Microalgae-mediated bioremediation: Metabolomic profiling and adaptive responses under amoxicillin-induced stress

Abstract

This study examines the effects of varying concentrations (25, 50, 100, and 150 mg/L) of Amoxicillin-3000 (AMOX), a widely prescribed beta-lactam antibiotic, on the growth of the microalga Chlorella sorokiniana UUIND6. Results revealed that low AMOX concentration (25 mg/L) stimulated best algal growth, prompting further exploration of AMOX degradation processes, identification of transformation products, biochemical composition of microalgae. Photodegradation, both direct (light) and indirect (induced by microalgae) was examined. LCMS identified similar transformation product in both the photodegradation with a m/z ratio of 367.1. Moreover, microalgae-induced c photodegradation resulted in negligible zone of inhibition after 96 h, achieving an impressive 98.8 % degradation, significantly surpassing the 85.5 % degradation observed with light alone.

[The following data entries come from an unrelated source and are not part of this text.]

use super::*;

#[test]
fn validate_signup_input_trims_username_and_email() {
    assert_eq!(
        validate_signup_input(" alice ", " alice@example.com ", "pw"),
        Ok(SignupRequest {
            username: "alice".to_owned(),
            email: "alice@example.com".to_owned(),
            password: "pw".to_owned(),
        })
    );
}

#[test]
fn validate_signup_input_requires_every_field() {
    assert_eq!(validate_signup_input("", "a@b.com", "pw"), Err("Fill in username, email and password."));
    assert_eq!(validate_signup_input("a", "  ", "pw"), Err("Fill in username, email and password."));
    assert_eq!(validate_signup_input("a", "a@b.com", ""), Err("Fill in username, email and password."));
}

#[test]
fn validate_signup_input_rejects_malformed_email() {
    assert_eq!(validate_signup_input("a", "not-an-email", "pw"), Err("Enter a valid email address."));
    assert_eq!(validate_signup_input("a", "@example.com", "pw"), Err("Enter a valid email address."));
    assert_eq!(validate_signup_input("a", "a@localhost", "pw"), Err("Enter a valid email address."));
}
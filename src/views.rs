use axum::response::Html;
use chrono::{Datelike, Local};
use serde::Serialize;
use tera::{Context, Tera};

use crate::error::AppError;

/// Every page the forum can render, compiled into the binary.
const TEMPLATES: &[(&str, &str)] = &[
    ("base.html", include_str!("../templates/base.html")),
    ("index.html", include_str!("../templates/index.html")),
    ("contact.html", include_str!("../templates/contact.html")),
    ("rules.html", include_str!("../templates/rules.html")),
    ("search_topics.html", include_str!("../templates/search_topics.html")),
    ("no_topic_founded.html", include_str!("../templates/no_topic_founded.html")),
    ("create_topic.html", include_str!("../templates/create_topic.html")),
    ("topic.html", include_str!("../templates/topic.html")),
    ("add_message.html", include_str!("../templates/add_message.html")),
    ("result.html", include_str!("../templates/result.html")),
    ("admin_login.html", include_str!("../templates/admin_login.html")),
    ("admin.html", include_str!("../templates/admin.html")),
    ("404.html", include_str!("../templates/404.html")),
];

/// Views
///
/// The compiled template set. Built once at startup and shared read-only through
/// `AppState`. Tera escapes every `.html` template, so user text is never emitted raw.
pub struct Views {
    tera: Tera,
    author_name: String,
}

impl Views {
    pub fn new(author_name: impl Into<String>) -> Result<Self, tera::Error> {
        let mut tera = Tera::default();
        // Registered together so `{% extends %}` resolves regardless of order.
        tera.add_raw_templates(TEMPLATES.iter().copied())?;
        Ok(Self {
            tera,
            author_name: author_name.into(),
        })
    }

    /// render
    ///
    /// Renders `name` with `data` (any struct or map that serializes to an object)
    /// plus the footer `year` and the site `author_name`.
    pub fn render<T: Serialize>(&self, name: &str, data: &T) -> Result<Html<String>, AppError> {
        let mut context = Context::from_serialize(data)?;
        context.insert("year", &Local::now().year());
        context.insert("author_name", &self.author_name);
        Ok(Html(self.tera.render(name, &context)?))
    }
}
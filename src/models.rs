use serde::{Deserialize, Serialize};
use sqlx::FromRow;

/// Stored when the transport layer cannot tell us who the client is.
pub const UNKNOWN_IP: &str = "Unknown";

/// Upper bound on `Topic::title`, counted in characters.
pub const MAX_TITLE_CHARS: usize = 100;

// --- Stored Records ---

/// Topic
///
/// A forum thread: a title plus the opening post (`content`). Maps to the `topics` table.
/// `date` is the creation day rendered as `DD/MM/YYYY` and never changes afterwards.
#[derive(Debug, Clone, PartialEq, Serialize, Deserialize, FromRow, Default)]
pub struct Topic {
    pub id: i64,
    pub title: String,
    pub content: String,
    pub date: String,
    pub ip_address: String,
}

/// Message
///
/// A follow-up post under exactly one topic. Maps to the `messages` table, whose
/// `topic_id` foreign key cascades on topic deletion.
#[derive(Debug, Clone, PartialEq, Serialize, Deserialize, FromRow, Default)]
pub struct Message {
    pub id: i64,
    pub topic_id: i64,
    pub content: String,
    pub date: String,
    pub ip_address: String,
}

/// NewTopic
///
/// Insert payload produced by the topic service after validation.
#[derive(Debug, Clone)]
pub struct NewTopic {
    pub title: String,
    pub content: String,
    pub date: String,
    pub ip_address: String,
}

/// NewMessage
///
/// Insert payload produced by the message service after validation.
#[derive(Debug, Clone)]
pub struct NewMessage {
    pub topic_id: i64,
    pub content: String,
    pub date: String,
    pub ip_address: String,
}

// --- Form and Query Payloads ---

// Every field is optional so a missing field reaches our own validation (400)
// instead of being rejected by the extractor.

/// Body of `POST /create_topic`.
#[derive(Debug, Clone, Deserialize, Default)]
pub struct CreateTopicForm {
    pub topic_title: Option<String>,
    pub topic_content: Option<String>,
}

/// Body of `POST /add_message/{topic_id}`.
#[derive(Debug, Clone, Deserialize, Default)]
pub struct AddMessageForm {
    pub message: Option<String>,
}

/// Body of `POST /admin_login`.
#[derive(Debug, Clone, Deserialize, Default)]
pub struct AdminLoginForm {
    pub password_input: Option<String>,
}

/// Query string of `/search_topics`.
#[derive(Debug, Clone, Deserialize, Default)]
pub struct SearchQuery {
    pub searched_topic: Option<String>,
}
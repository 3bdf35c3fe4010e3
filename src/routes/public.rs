use crate::{AppState, handlers};
use axum::{Router, routing::get};

/// Public Router Module
///
/// Endpoints any visitor can reach without logging in.
pub fn public_routes() -> Router<AppState> {
    Router::new()
        // GET /
        // All topics, newest first.
        .route("/", get(handlers::index))
        // Static informational pages.
        .route("/contact", get(handlers::contact))
        .route("/rules", get(handlers::rules))
        // GET|POST /search_topics?searched_topic=...
        // Both methods read the query string.
        .route(
            "/search_topics",
            get(handlers::search_topics).post(handlers::search_topics),
        )
        // GET shows the form, POST creates and redirects to /topic/{id}.
        .route(
            "/create_topic",
            get(handlers::create_topic_form).post(handlers::create_topic),
        )
        .route("/topic/{id}", get(handlers::topic))
        // GET shows the reply form, POST stores the message and confirms it.
        .route(
            "/add_message/{topic_id}",
            get(handlers::add_message_form).post(handlers::add_message),
        )
}
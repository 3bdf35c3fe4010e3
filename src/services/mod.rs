//! Validation and lookup rules on top of the `Repository` contract.
//!
//! Services speak `AppError`: they turn absent rows into `NotFound` and blank input
//! into `Validation`, so handlers only decide which view to render.

pub mod messages;
pub mod topics;

use std::net::SocketAddr;

use chrono::Local;

use crate::models::UNKNOWN_IP;

/// Creation date as stored on topics and messages (`DD/MM/YYYY`).
pub fn today() -> String {
    Local::now().format("%d/%m/%Y").to_string()
}

/// Text form of the client address, `"Unknown"` when the transport did not record one.
pub fn client_ip_or_unknown(addr: Option<SocketAddr>) -> String {
    addr.map(|a| a.ip().to_string())
        .unwrap_or_else(|| UNKNOWN_IP.to_string())
}

/// `true` for `None`, `""` and whitespace-only input.
pub fn is_blank(value: Option<&str>) -> bool {
    value.is_none_or(|v| v.trim().is_empty())
}

/// Reverses insertion order for display.
pub fn newest_first<T>(mut rows: Vec<T>) -> Vec<T> {
    rows.reverse();
    rows
}
use std::sync::Arc;

use axum::{
    Router,
    extract::{FromRef, Request, State},
    http::{HeaderName, StatusCode},
    middleware::{self, Next},
    response::{IntoResponse, Response},
};
use serde_json::json;
use tower::ServiceBuilder;
use tower_http::{
    LatencyUnit,
    request_id::{MakeRequestUuid, PropagateRequestIdLayer, SetRequestIdLayer},
    services::ServeDir,
    trace::{DefaultOnResponse, TraceLayer},
};
use tracing::Level;

// --- Module Structure ---

pub mod config;
pub mod error;
pub mod extract;
pub mod handlers;
pub mod models;
pub mod repository;
pub mod services;
pub mod session;
pub mod views;

// Routing split by audience (public, admin).
pub mod routes;
use routes::{admin, public};

// --- Public Re-exports ---

pub use config::AppConfig;
pub use error::AppError;
pub use repository::{RepositoryState, SqliteRepository};
pub use session::SessionStore;
pub use views::Views;

use error::NotFoundPage;

/// AppState
///
/// The container shared by every request: the store handle, the admin session store,
/// the compiled views and the configuration loaded at startup.
#[derive(Clone)]
pub struct AppState {
    /// Repository Layer: topics and messages.
    pub repo: RepositoryState,
    /// Session Layer: per-client admin flags keyed by session id.
    pub sessions: SessionStore,
    /// View Layer: compiled templates.
    pub views: Arc<Views>,
    /// Configuration: admin password, session secret and friends.
    pub config: AppConfig,
}

impl AppState {
    /// Compiles the views and bundles them with the repository and configuration.
    pub fn new(repo: RepositoryState, config: AppConfig) -> Result<Self, tera::Error> {
        let views = Arc::new(Views::new(config.author_name.clone())?);
        Ok(Self {
            repo,
            sessions: SessionStore::new(),
            views,
            config,
        })
    }
}

// --- Axum FromRef Extractor Implementations ---

impl FromRef<AppState> for RepositoryState {
    fn from_ref(app_state: &AppState) -> RepositoryState {
        app_state.repo.clone()
    }
}

impl FromRef<AppState> for SessionStore {
    fn from_ref(app_state: &AppState) -> SessionStore {
        app_state.sessions.clone()
    }
}

impl FromRef<AppState> for AppConfig {
    fn from_ref(app_state: &AppState) -> AppConfig {
        app_state.config.clone()
    }
}

/// render_error_pages
///
/// Fills the body of every response tagged with `NotFoundPage` with the 404 view.
/// Handler-level 404s, wrong admin passwords and unmatched routes all pass through
/// here, which is what makes them indistinguishable.
async fn render_error_pages(State(state): State<AppState>, request: Request, next: Next) -> Response {
    let response = next.run(request).await;
    if response.extensions().get::<NotFoundPage>().is_none() {
        return response;
    }

    match state.views.render("404.html", &json!({})) {
        Ok(page) => (StatusCode::NOT_FOUND, page).into_response(),
        Err(e) => e.into_response(),
    }
}

/// Correlation header set on every request and echoed on every response.
const REQUEST_ID_HEADER: &str = "x-request-id";

/// Paths served by the admin router, tagged on the request span so admin activity
/// can be filtered out of the access log.
fn is_admin_path(path: &str) -> bool {
    ["/admin", "/logout", "/delete_topic/", "/delete_message/"]
        .iter()
        .any(|prefix| path.starts_with(prefix))
}

/// create_router
///
/// Assembles the routes, the static file service, the 404 rendering and the
/// observability layers.
pub fn create_router(state: AppState) -> Router {
    let request_id = HeaderName::from_static(REQUEST_ID_HEADER);

    let forum = Router::new()
        .merge(public::public_routes())
        .merge(admin::admin_routes())
        .nest_service("/static", ServeDir::new(&state.config.static_dir))
        .fallback(handlers::not_found)
        .layer(middleware::from_fn_with_state(
            state.clone(),
            render_error_pages,
        ))
        .with_state(state);

    let access_log = TraceLayer::new_for_http()
        .make_span_with(|request: &Request| {
            let path = request.uri().path();
            let req_id = request
                .headers()
                .get(REQUEST_ID_HEADER)
                .and_then(|value| value.to_str().ok())
                .unwrap_or("-");
            tracing::info_span!(
                "forum_request",
                %req_id,
                method = %request.method(),
                path,
                admin = is_admin_path(path),
            )
        })
        .on_response(
            DefaultOnResponse::new()
                .level(Level::INFO)
                .latency_unit(LatencyUnit::Millis),
        );

    // Outermost first: the id must exist before the span reads it.
    forum.layer(
        ServiceBuilder::new()
            .layer(SetRequestIdLayer::new(request_id.clone(), MakeRequestUuid))
            .layer(access_log)
            .layer(PropagateRequestIdLayer::new(request_id)),
    )
}
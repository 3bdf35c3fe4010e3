use crate::models::{Message, NewMessage, NewTopic, Topic};
use async_trait::async_trait;
use sqlx::SqlitePool;
use std::sync::Arc;

/// Repository Trait
///
/// The persistence contract used by the services. Handlers never see SQL; tests can
/// swap in a mock to exercise store failures.
///
/// **Send + Sync + async_trait** are required so `Arc<dyn Repository>` can live in
/// the shared application state.
#[async_trait]
pub trait Repository: Send + Sync {
    // --- Topics ---
    // All topics in insertion order.
    async fn list_topics(&self) -> Result<Vec<Topic>, sqlx::Error>;
    // Case-insensitive title substring match, insertion order.
    async fn search_topics(&self, needle: &str) -> Result<Vec<Topic>, sqlx::Error>;
    async fn get_topic(&self, id: i64) -> Result<Option<Topic>, sqlx::Error>;
    // Returns the generated id.
    async fn create_topic(&self, topic: NewTopic) -> Result<i64, sqlx::Error>;
    // Removes the topic and its messages. `false` if no such topic.
    async fn delete_topic(&self, id: i64) -> Result<bool, sqlx::Error>;

    // --- Messages ---
    async fn list_messages(&self) -> Result<Vec<Message>, sqlx::Error>;
    async fn list_messages_for_topic(&self, topic_id: i64) -> Result<Vec<Message>, sqlx::Error>;
    async fn get_message(&self, id: i64) -> Result<Option<Message>, sqlx::Error>;
    async fn create_message(&self, message: NewMessage) -> Result<i64, sqlx::Error>;
    // `false` if no such message.
    async fn delete_message(&self, id: i64) -> Result<bool, sqlx::Error>;
}

/// RepositoryState
///
/// The concrete type used to share the persistence layer across the application state.
pub type RepositoryState = Arc<dyn Repository>;

const SCHEMA: &[&str] = &[
    r#"
    CREATE TABLE IF NOT EXISTS topics (
        id INTEGER PRIMARY KEY AUTOINCREMENT,
        title VARCHAR(100) NOT NULL,
        content TEXT NOT NULL,
        date VARCHAR(20) NOT NULL,
        ip_address VARCHAR(50) NOT NULL DEFAULT 'Unknown'
    )
    "#,
    r#"
    CREATE TABLE IF NOT EXISTS messages (
        id INTEGER PRIMARY KEY AUTOINCREMENT,
        topic_id INTEGER NOT NULL REFERENCES topics(id) ON DELETE CASCADE,
        content TEXT NOT NULL,
        date VARCHAR(20) NOT NULL,
        ip_address VARCHAR(50) NOT NULL DEFAULT 'Unknown'
    )
    "#,
    "CREATE INDEX IF NOT EXISTS idx_messages_topic_id ON messages(topic_id)",
];

/// SqliteRepository
///
/// The concrete implementation of the `Repository` trait, backed by SQLite.
pub struct SqliteRepository {
    pool: SqlitePool,
}

impl SqliteRepository {
    /// Creates a new repository instance using the initialized connection pool.
    pub fn new(pool: SqlitePool) -> Self {
        Self { pool }
    }

    /// init_schema
    ///
    /// Creates both tables if they are absent. Safe to run on every startup.
    pub async fn init_schema(&self) -> Result<(), sqlx::Error> {
        for statement in SCHEMA {
            sqlx::query(statement).execute(&self.pool).await?;
        }
        Ok(())
    }
}

/// Escapes LIKE wildcards so the search needle is matched literally.
fn like_pattern(needle: &str) -> String {
    let mut escaped = String::with_capacity(needle.len() + 2);
    escaped.push('%');
    for c in needle.chars() {
        if matches!(c, '%' | '_' | '\\') {
            escaped.push('\\');
        }
        escaped.push(c);
    }
    escaped.push('%');
    escaped
}

#[async_trait]
impl Repository for SqliteRepository {
    async fn list_topics(&self) -> Result<Vec<Topic>, sqlx::Error> {
        sqlx::query_as::<_, Topic>(
            "SELECT id, title, content, date, ip_address FROM topics ORDER BY id ASC",
        )
        .fetch_all(&self.pool)
        .await
    }

    /// search_topics
    ///
    /// Case-insensitive for ASCII letters only; SQLite's `lower()` leaves other
    /// scripts untouched.
    async fn search_topics(&self, needle: &str) -> Result<Vec<Topic>, sqlx::Error> {
        sqlx::query_as::<_, Topic>(
            r#"SELECT id, title, content, date, ip_address
               FROM topics
               WHERE lower(title) LIKE lower(?) ESCAPE '\'
               ORDER BY id ASC"#,
        )
        .bind(like_pattern(needle))
        .fetch_all(&self.pool)
        .await
    }

    async fn get_topic(&self, id: i64) -> Result<Option<Topic>, sqlx::Error> {
        sqlx::query_as::<_, Topic>(
            "SELECT id, title, content, date, ip_address FROM topics WHERE id = ?",
        )
        .bind(id)
        .fetch_optional(&self.pool)
        .await
    }

    async fn create_topic(&self, topic: NewTopic) -> Result<i64, sqlx::Error> {
        let result = sqlx::query(
            "INSERT INTO topics (title, content, date, ip_address) VALUES (?, ?, ?, ?)",
        )
        .bind(topic.title)
        .bind(topic.content)
        .bind(topic.date)
        .bind(topic.ip_address)
        .execute(&self.pool)
        .await?;
        Ok(result.last_insert_rowid())
    }

    /// delete_topic
    ///
    /// Deletes the children explicitly inside the same transaction, so the cascade
    /// holds even on a connection opened without `PRAGMA foreign_keys`.
    async fn delete_topic(&self, id: i64) -> Result<bool, sqlx::Error> {
        let mut tx = self.pool.begin().await?;
        sqlx::query("DELETE FROM messages WHERE topic_id = ?")
            .bind(id)
            .execute(&mut *tx)
            .await?;
        let deleted = sqlx::query("DELETE FROM topics WHERE id = ?")
            .bind(id)
            .execute(&mut *tx)
            .await?
            .rows_affected();
        tx.commit().await?;
        Ok(deleted > 0)
    }

    async fn list_messages(&self) -> Result<Vec<Message>, sqlx::Error> {
        sqlx::query_as::<_, Message>(
            "SELECT id, topic_id, content, date, ip_address FROM messages ORDER BY id ASC",
        )
        .fetch_all(&self.pool)
        .await
    }

    async fn list_messages_for_topic(&self, topic_id: i64) -> Result<Vec<Message>, sqlx::Error> {
        sqlx::query_as::<_, Message>(
            r#"SELECT id, topic_id, content, date, ip_address
               FROM messages WHERE topic_id = ? ORDER BY id ASC"#,
        )
        .bind(topic_id)
        .fetch_all(&self.pool)
        .await
    }

    async fn get_message(&self, id: i64) -> Result<Option<Message>, sqlx::Error> {
        sqlx::query_as::<_, Message>(
            "SELECT id, topic_id, content, date, ip_address FROM messages WHERE id = ?",
        )
        .bind(id)
        .fetch_optional(&self.pool)
        .await
    }

    async fn create_message(&self, message: NewMessage) -> Result<i64, sqlx::Error> {
        let result = sqlx::query(
            "INSERT INTO messages (topic_id, content, date, ip_address) VALUES (?, ?, ?, ?)",
        )
        .bind(message.topic_id)
        .bind(message.content)
        .bind(message.date)
        .bind(message.ip_address)
        .execute(&self.pool)
        .await?;
        Ok(result.last_insert_rowid())
    }

    async fn delete_message(&self, id: i64) -> Result<bool, sqlx::Error> {
        let result = sqlx::query("DELETE FROM messages WHERE id = ?")
            .bind(id)
            .execute(&self.pool)
            .await?;
        Ok(result.rows_affected() > 0)
    }
}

Modifications in abiotic factors also influence the stoichiometry of microalgae cells, resulting in significantly higher lipid (31.24 ± 2.93 %) and protein (44.12 ± 1.75 %) content compared to control cells (lipid 23.6 ± 2.4 %, protein 31.62 ± 1.52 %), indicating notable metabolic alterations (p<0.05) under AMOX-induced stress. Additionally, increased reactive oxygen species (ROS) scavenging activity (48.89 ± 2.51 %) suggests photosynthetic impairment and a decrease in TPC and TFC content, aiding in the prevention of oxidative stress. Overall, this study highlights the advantages of Chlorella-induced bioremediation of AMOX via photodegradation over light-driven processes. It presents a practical, sustainable approach for mitigating ecological risks in freshwater ecosystems and provides insights into antibiotic removal mechanisms and performance in microalgae-based systems under environmentally relevant conditions.